Mangroves are small trees with breathing roots that live between high and low tide. 

mangroves in Western Port

Quick facts

  • Fish, crabs and insects live in mangroves and are an important part of the marine food chain
  • Mangroves protect shorelines from wave erosion
  • Mangrove forests expand by creating their own soil from trapping sediments
  • Western Port is one the most southern places that mangroves occur

Help protect them

  • Avoid walking, riding or driving through mangrove areas
  • Take care when boating or fishing not to damage mangrove roots
  • Don't dump rubbish and litter in coastal areas

Download the mangroves factsheet for more information.

    Seagrass

    Seagrass are flowering plants living completely submerged in salty water.

    seagrass at Western Port

    Quick facts

    • Seagrasses act as a nursery and refuge for small marine organisms, seahorses, juvenile whiting and crabs
    • Seagrasses form large meadows that stabilise the seabed and influence water quality
    • Soil erosion from the cachment can smother seagrass
    • Seagrasses absorb carbon dioxide and release oxygen in daytime and the reverse occurs at night

    Help protect them

    • Reduce runoff and pollution from farming activities
    • Plant indigenous plants on banks to reduce erosion
    • Avoid anchoring and driving boats through seagrass beds at low tide

    Download the seagrass factsheet for more information.

    Saltmash

    A saltmash relies on temporary saltwater inundation for its unique plant life.

    saltmarsh in Western Port

    Quick facts

    • Saltmarsh is extremely diverse with grasses, reeds, sedges, rushes and succulent herbs and shrubs
    • It provides nutrients for messels, crabs, oysters and other shellfish
    • It is highly sensitive and can be easily damaged, with a slow recovery
    • It requires protection by mangroves to flourish

    Help protect them

    • Tread lightly when walking in a saltmarsh
    • Fence off saltmarsh from livestock
    • Don't take trail bikes or 4WDs into a saltmarsh area

    Download the saltmarsh factsheet for more information.

    Coastal woodlands

    Coastal woodlands provide habitat and assist with erosion control and water filtration.

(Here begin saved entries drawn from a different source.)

impl CrawlOrchestrator {
    pub fn new(fetcher: Arc<dyn DocumentFetcher>, robots: Arc<RobotsPolicyResolver>, planner: DelayPlanner) -> Self {
        Self {
            fetcher,
            robots,
            planner,
        }
    }

    /// Run one job to completion, cancellation or abort.
    ///
    /// Never fails: every problem ends up in the returned result.
    pub async fn run(&self, config: &CrawlJobConfig, adapter: &dyn SiteAdapter, cancel: &CancellationToken) -> JobResult {
        let mut run = JobRun::new();
        info!(
            seller = %config.seller.name,
            url = %config.scraping_source_url,
            mode = %config.mode,
            adapter = adapter.name(),
            "🚀 Starting crawl job"
        );

        if let Err(e) = config.validate() {
            warn!(seller = %config.seller.name, error = %e, "Rejecting crawl job");
            let reason = e.to_string();
            run.errors.push(e);
            return run.finish(CrawlState::Aborted { reason });
        }

        run.transition(CrawlState::Discovering);
        let discovering = adapter.supports_discovery();
        let mut frontier: VecDeque<CategoryRef> = if discovering {
            match self.discover(config, adapter, cancel, &mut run).await {
                Ok(categories) => categories.into(),
                Err(end) => return Self::abort(run, end),
            }
        } else {
            VecDeque::from([CategoryRef::new(DEFAULT_CATEGORY_NAME, &config.scraping_source_url)])
        };

        let mut entry_pending = !discovering;
        while let Some(category) = frontier.pop_front() {
            info!(seller = %config.seller.name, category = %category.name, remaining = frontier.len(), "📂 Crawling category");
            run.categories.push(category.clone());

            let end = self
                .crawl_branch(config, adapter, &category, entry_pending, cancel, &mut run)
                .await;
            entry_pending = false;

            match end {
                BranchEnd::Finished | BranchEnd::Blocked => {}
                BranchEnd::EntryLost | BranchEnd::Cancelled => return Self::abort(run, end),
            }
        }

        info!(
            seller = %config.seller.name,
            pages = run.pages_visited,
            records = run.records.len(),
            errors = run.errors.len(),
            "✅ Crawl job completed"
        );
        run.finish(CrawlState::Completed)
    }

    fn abort(mut run: JobRun, end: BranchEnd) -> JobResult {
        let reason = match end {
            BranchEnd::Cancelled => {
                run.errors.push(CrawlError::Cancelled);
                "cancelled".to_string()
            }
            _ => "entry url unavailable".to_string(),
        };
        warn!(reason = %reason, pages = run.pages_visited, records = run.records.len(), "🛑 Crawl job aborted");
        run.finish(CrawlState::Aborted { reason })
    }

    /// Fetch the homepage and turn its navigation into frontier branches
    async fn discover(
        &self,
        config: &CrawlJobConfig,
        adapter: &dyn SiteAdapter,
        cancel: &CancellationToken,
        run: &mut JobRun,
    ) -> Result<Vec<CategoryRef>, BranchEnd> {
        let url = config.scraping_source_url.as_str();
        if cancel.is_cancelled() {
            return Err(BranchEnd::Cancelled);
        }
        if !self.robots_allow(url, cancel).await? {
            warn!(url, "🤖 Homepage disallowed by robots.txt");
            run.errors.push(CrawlError::RobotsBlocked { url: url.to_string() });
            return Err(BranchEnd::EntryLost);
        }

        let outcome = self.fetch_with_retries(url, 0, cancel).await;
        run.pages_visited += 1;
        let (last_status, retry_after) = (outcome.state.last_status, outcome.retry_after);
        let categories = match outcome.result {
            Ok(document) => adapter.discover_category_links(&document.body, &document.final_url),
            Err(CrawlError::Cancelled) => return Err(BranchEnd::Cancelled),
            Err(e) => {
                warn!(url, error = %e, "Homepage unavailable, no categories to crawl");
                run.errors.push(e);
                self.politeness_wait(url, last_status, retry_after, cancel).await?;
                return Err(BranchEnd::EntryLost);
            }
        };

        self.politeness_wait(url, last_status, retry_after, cancel).await?;

        if categories.is_empty() {
            warn!(url, "No category links found, crawling the source url as one category");
            return Ok(vec![CategoryRef::new(DEFAULT_CATEGORY_NAME, url)]);
        }
        info!(url, categories = categories.len(), "🧭 Categories discovered");
        Ok(categories)
    }

    /// Crawl one category until its plan says stop
    async fn crawl_branch(
        &self,
        config: &CrawlJobConfig,
        adapter: &dyn SiteAdapter,
        category: &CategoryRef,
        is_entry: bool,
        cancel: &CancellationToken,
        run: &mut JobRun,
    ) -> BranchEnd {
        let mut plan = BranchPlan::for_job(config);
        let mut page = plan.first_page();

        let end = loop {
            if cancel.is_cancelled() {
                break BranchEnd::Cancelled;
            }

            let url = adapter.build_page_url(&category.url, page);
            run.transition(CrawlState::Fetching { page });

            let allowed = match self.robots_allow(&url, cancel).await {
                Ok(allowed) => allowed,
                Err(end) => break end,
            };
            if !allowed {
                warn!(url = %url, page, category = %category.name, "🤖 Disallowed by robots.txt, abandoning branch");
                run.errors.push(CrawlError::RobotsBlocked { url });
                break BranchEnd::Blocked;
            }

            let fetched = self.fetch_with_retries(&url, page, cancel).await;
            run.pages_visited += 1;
            let (last_status, retry_after) = (fetched.state.last_status, fetched.retry_after);

            let outcome = match fetched.result {
                Ok(document) => {
                    run.transition(CrawlState::Extracting { page });
                    let context = ParseContext::new(page, &document.final_url, category.clone());
                    let extracted = adapter.extract_products(&document.body, &context);
                    let cards_seen = extracted.cards_seen;
                    let added = run.merge(extracted.records);
                    run.errors.extend(extracted.skipped);
                    info!(
                        url = %url,
                        page,
                        cards = cards_seen,
                        new_records = added,
                        max_pages = ?extracted.signal.max_pages,
                        end_of_catalog = extracted.signal.end_of_catalog,
                        "📄 Listing page processed"
                    );
                    PageOutcome {
                        page,
                        records_found: cards_seen,
                        signal: extracted.signal,
                        failed: false,
                    }
                }
                Err(CrawlError::Cancelled) => break BranchEnd::Cancelled,
                Err(e) => {
                    warn!(url = %url, page, error = %e, "⚠️ Skipping page");
                    run.errors.push(e);
                    if is_entry && page == plan.first_page() {
                        break match self.politeness_wait(&url, last_status, retry_after, cancel).await {
                            Ok(()) => BranchEnd::EntryLost,
                            Err(end) => end,
                        };
                    }
                    PageOutcome {
                        page,
                        records_found: 0,
                        signal: PaginationSignal::none(),
                        failed: true,
                    }
                }
            };

            if let Err(end) = self.politeness_wait(&url, last_status, retry_after, cancel).await {
                break end;
            }

            run.transition(CrawlState::DecidingContinuation { page });
            match plan.decide(&outcome) {
                Continuation::Continue { next_page } => page = next_page,
                Continuation::Stop(reason) => {
                    debug!(category = %category.name, page, ?reason, "Branch finished");
                    if reason == StopReason::PaginationUndetected {
                        warn!(url = %category.url, page, "No page count detected, stopping branch");
                        run.errors.push(CrawlError::PaginationUndetected {
                            url: category.url.clone(),
                            page,
                        });
                    }
                    break BranchEnd::Finished;
                }
            }
        };

        if let Some(max) = plan.detected_max() {
            run.detected_max_pages = Some(run.detected_max_pages.map_or(max, |current| current.max(max)));
        }
        end
    }

    /// Fetch `url`, retrying throttled and transient failures with backoff
    async fn fetch_with_retries(&self, url: &str, page: u32, cancel: &CancellationToken) -> FetchOutcome {
        let mut state = PageFetchState::new(url, page);

        loop {
            state.attempt_count += 1;
            info!(url, page, attempt = state.attempt_count, "🌐 Fetching");

            let (transport_error, retry_after, reason) = match self.fetcher.fetch(url).await {
                Ok(document) if document.is_success() => {
                    state.last_status = Some(document.status);
                    return FetchOutcome {
                        state,
                        retry_after: document.retry_after,
                        result: Ok(document),
                    };
                }
                Ok(document) => {
                    warn!(url, status = document.status, attempt = state.attempt_count, "HTTP error status");
                    state.last_status = Some(document.status);
                    (None, document.retry_after, format!("HTTP {}", document.status))
                }
                Err(e) => {
                    warn!(url, attempt = state.attempt_count, error = %e, "Fetch failed");
                    state.last_status = None;
                    let reason = e.to_string();
                    (Some(e), None, reason)
                }
            };

            if !self.planner.should_retry(&state, transport_error.as_ref()) {
                let error = CrawlError::PageFetchFailed {
                    url: url.to_string(),
                    attempts: state.attempt_count,
                    status: state.last_status,
                    reason,
                };
                return FetchOutcome {
                    state,
                    retry_after,
                    result: Err(error),
                };
            }

            let base = self.robots.delay_for(url).await;
            let backoff = DelayPlanner::backoff_ms(base, state.last_status, retry_after);
            debug!(url, backoff_ms = backoff, status = ?state.last_status, "🔄 Retrying after backoff");
            if !self.planner.wait(backoff, cancel).await {
                return FetchOutcome {
                    state,
                    retry_after,
                    result: Err(CrawlError::Cancelled),
                };
            }
        }
    }

    /// Robots verdict for `url`. When the check had to fetch robots.txt, the
    /// origin's delay runs before the caller's next request.
    async fn robots_allow(&self, url: &str, cancel: &CancellationToken) -> Result<bool, BranchEnd> {
        let fetches_robots = !self.robots.is_fresh(url).await;
        let allowed = self.robots.is_allowed(url).await;
        if fetches_robots {
            self.politeness_wait(url, None, None, cancel).await?;
        }
        Ok(allowed)
    }

    /// Wait the resolved delay for `url`'s origin, scaled by the last status
    async fn politeness_wait(
        &self,
        url: &str,
        last_status: Option<u16>,
        retry_after: Option<Duration>,
        cancel: &CancellationToken,
    ) -> Result<(), BranchEnd> {
        let base = self.robots.delay_for(url).await;
        let delay = DelayPlanner::backoff_ms(base, last_status, retry_after);
        if self.planner.wait(delay, cancel).await {
            Ok(())
        } else {
            Err(BranchEnd::Cancelled)
        }
    }
}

    Rutherford Inlet flora

    Quick facts

    • Swamp paperbacks sit on the edge of swamps and provide shelter and food for bees and birds
    • Large gum trees over 100 years old form hollows for possums and birds

    Help protect them

    • Protect coastal woodlands on your property by fencing to prevent damage
    • Stay on designated paths when visiting bush reserves
    • Dispose of grass and plant cuttings in green waste bins for Council collection

    Download the coastal woodlands factsheet for more information.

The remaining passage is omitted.